#### PROBLEM:
Give back each line of the material that contains the word "whole".

#### RECORDS TO PROCESS:

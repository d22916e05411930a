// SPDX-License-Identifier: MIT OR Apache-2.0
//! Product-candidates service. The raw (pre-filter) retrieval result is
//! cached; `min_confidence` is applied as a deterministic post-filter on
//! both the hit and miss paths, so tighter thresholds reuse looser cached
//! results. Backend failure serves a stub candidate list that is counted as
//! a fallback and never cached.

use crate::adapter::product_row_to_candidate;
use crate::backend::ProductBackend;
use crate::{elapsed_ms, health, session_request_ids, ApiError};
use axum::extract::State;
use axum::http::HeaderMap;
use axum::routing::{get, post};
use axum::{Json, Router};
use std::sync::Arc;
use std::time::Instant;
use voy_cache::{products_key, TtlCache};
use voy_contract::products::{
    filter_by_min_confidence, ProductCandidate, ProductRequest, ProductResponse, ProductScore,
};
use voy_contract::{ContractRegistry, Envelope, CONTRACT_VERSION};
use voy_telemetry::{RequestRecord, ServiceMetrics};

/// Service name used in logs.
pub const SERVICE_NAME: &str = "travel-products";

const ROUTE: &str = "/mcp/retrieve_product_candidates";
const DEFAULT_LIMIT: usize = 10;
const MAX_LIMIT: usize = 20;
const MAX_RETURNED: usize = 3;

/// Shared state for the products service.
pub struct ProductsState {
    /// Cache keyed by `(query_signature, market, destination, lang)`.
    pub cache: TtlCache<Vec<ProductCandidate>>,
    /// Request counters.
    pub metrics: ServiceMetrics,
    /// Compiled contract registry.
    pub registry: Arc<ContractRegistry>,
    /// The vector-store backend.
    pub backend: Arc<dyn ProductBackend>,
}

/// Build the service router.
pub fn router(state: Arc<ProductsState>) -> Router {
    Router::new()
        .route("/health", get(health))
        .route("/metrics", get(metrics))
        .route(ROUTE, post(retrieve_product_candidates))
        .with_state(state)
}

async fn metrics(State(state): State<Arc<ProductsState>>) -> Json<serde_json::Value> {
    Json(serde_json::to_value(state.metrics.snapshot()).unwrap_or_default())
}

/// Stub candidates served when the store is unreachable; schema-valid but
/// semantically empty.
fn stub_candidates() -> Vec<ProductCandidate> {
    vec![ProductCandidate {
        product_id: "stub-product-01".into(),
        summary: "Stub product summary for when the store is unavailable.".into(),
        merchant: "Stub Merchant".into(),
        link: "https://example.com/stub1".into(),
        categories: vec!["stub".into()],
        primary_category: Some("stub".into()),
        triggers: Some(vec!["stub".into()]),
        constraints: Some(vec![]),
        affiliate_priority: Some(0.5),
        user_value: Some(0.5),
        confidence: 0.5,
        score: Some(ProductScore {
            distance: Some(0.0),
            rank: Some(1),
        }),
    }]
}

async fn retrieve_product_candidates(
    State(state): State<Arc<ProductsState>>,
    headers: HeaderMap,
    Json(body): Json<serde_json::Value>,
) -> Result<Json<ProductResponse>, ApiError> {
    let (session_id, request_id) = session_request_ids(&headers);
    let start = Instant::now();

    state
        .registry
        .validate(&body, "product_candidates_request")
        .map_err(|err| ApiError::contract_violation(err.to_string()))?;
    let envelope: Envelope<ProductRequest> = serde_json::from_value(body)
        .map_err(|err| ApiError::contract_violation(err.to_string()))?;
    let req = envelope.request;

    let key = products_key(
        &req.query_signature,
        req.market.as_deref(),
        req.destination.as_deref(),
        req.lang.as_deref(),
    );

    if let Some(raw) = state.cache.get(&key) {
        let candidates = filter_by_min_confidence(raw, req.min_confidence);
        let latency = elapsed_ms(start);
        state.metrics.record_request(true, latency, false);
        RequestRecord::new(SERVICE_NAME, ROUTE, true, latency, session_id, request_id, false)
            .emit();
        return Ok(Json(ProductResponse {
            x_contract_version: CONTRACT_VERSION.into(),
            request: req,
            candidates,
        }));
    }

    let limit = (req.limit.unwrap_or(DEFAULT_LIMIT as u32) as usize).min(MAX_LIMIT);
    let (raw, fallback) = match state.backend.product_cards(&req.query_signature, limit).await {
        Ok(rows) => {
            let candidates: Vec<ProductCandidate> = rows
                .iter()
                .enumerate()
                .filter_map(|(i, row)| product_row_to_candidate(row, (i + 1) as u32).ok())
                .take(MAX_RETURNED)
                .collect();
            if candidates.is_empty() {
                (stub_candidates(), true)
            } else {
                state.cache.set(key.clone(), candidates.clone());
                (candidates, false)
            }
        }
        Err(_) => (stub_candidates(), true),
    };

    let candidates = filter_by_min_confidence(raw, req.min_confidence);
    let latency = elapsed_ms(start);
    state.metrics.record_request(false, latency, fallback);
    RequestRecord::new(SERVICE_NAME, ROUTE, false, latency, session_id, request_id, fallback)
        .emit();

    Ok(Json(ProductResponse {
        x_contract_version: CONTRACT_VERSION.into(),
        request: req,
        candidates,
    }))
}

...

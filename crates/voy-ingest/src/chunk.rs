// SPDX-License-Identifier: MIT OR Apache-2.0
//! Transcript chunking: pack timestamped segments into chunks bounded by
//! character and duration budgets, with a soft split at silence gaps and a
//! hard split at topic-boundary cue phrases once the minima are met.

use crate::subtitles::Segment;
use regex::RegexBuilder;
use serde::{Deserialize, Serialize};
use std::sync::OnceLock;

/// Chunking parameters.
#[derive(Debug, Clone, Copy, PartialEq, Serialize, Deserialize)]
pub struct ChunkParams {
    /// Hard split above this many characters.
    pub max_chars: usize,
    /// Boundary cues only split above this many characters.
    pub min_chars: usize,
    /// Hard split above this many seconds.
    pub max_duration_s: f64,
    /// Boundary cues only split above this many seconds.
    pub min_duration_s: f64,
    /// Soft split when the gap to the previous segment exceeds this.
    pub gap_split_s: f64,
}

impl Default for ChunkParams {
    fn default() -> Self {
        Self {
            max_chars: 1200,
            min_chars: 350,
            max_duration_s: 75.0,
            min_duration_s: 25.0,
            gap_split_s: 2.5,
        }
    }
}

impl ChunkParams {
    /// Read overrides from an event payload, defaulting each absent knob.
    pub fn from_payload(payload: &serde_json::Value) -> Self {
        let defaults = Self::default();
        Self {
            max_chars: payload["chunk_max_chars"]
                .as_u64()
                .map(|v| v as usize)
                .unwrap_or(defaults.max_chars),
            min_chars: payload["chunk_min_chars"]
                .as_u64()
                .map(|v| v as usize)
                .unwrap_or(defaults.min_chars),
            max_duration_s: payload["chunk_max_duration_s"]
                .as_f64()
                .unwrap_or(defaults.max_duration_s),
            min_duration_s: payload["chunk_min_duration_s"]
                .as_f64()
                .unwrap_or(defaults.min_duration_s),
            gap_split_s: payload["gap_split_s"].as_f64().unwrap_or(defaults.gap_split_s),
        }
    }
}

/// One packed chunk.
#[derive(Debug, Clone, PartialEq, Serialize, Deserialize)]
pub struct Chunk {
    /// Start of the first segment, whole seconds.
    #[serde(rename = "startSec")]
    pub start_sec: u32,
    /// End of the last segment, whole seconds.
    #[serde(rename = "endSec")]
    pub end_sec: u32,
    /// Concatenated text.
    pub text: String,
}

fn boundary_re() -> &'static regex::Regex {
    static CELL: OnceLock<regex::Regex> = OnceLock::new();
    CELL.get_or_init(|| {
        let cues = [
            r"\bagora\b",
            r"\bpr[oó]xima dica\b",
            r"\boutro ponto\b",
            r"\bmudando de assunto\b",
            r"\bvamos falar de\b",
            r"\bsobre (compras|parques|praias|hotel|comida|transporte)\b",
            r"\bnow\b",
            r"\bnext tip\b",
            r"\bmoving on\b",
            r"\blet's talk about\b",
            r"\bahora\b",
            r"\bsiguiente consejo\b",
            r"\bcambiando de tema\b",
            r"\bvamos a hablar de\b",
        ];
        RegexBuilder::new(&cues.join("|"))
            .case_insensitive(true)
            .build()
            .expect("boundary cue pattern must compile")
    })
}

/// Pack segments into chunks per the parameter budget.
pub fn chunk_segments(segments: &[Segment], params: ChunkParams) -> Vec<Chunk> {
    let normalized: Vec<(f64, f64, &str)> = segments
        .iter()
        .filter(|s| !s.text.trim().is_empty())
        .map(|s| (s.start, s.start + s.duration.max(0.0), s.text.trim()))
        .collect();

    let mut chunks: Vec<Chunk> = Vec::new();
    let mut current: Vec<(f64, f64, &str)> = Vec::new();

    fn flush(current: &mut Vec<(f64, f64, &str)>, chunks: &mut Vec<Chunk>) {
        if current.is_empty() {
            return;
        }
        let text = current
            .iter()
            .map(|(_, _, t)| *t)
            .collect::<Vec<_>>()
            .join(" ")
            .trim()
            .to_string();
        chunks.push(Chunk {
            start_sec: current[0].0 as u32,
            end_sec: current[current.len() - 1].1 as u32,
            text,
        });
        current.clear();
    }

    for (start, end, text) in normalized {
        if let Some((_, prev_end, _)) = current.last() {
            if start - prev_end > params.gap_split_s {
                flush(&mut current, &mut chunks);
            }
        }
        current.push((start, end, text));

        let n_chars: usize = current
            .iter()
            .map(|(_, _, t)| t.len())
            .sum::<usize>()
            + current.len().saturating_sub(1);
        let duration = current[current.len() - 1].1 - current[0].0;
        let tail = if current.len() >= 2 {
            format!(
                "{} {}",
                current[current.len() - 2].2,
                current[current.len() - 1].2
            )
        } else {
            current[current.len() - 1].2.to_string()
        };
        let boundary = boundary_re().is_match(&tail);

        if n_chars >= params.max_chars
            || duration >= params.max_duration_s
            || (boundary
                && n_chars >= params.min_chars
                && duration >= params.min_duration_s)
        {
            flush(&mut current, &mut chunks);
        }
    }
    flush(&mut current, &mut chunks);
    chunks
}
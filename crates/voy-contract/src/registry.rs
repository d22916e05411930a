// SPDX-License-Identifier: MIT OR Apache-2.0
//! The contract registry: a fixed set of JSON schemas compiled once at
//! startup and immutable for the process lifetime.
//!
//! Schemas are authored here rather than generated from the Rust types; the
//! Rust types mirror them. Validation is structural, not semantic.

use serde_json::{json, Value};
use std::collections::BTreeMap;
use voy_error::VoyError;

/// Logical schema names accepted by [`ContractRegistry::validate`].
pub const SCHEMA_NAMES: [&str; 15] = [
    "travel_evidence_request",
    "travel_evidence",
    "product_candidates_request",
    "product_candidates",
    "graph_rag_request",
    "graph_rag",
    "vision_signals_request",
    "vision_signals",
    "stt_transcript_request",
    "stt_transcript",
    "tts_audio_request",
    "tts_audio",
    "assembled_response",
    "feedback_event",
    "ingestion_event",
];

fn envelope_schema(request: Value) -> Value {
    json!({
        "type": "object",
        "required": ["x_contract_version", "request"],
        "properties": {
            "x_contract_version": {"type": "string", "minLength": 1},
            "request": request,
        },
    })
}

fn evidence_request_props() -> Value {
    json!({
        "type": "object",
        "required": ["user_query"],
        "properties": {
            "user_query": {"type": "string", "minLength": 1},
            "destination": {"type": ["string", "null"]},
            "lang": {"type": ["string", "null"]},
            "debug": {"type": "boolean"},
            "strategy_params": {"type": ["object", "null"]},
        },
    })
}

#### THE COMPLETED TASK:
    /// Start of the first segment, whole seconds.
    /// End of the last segment, whole seconds.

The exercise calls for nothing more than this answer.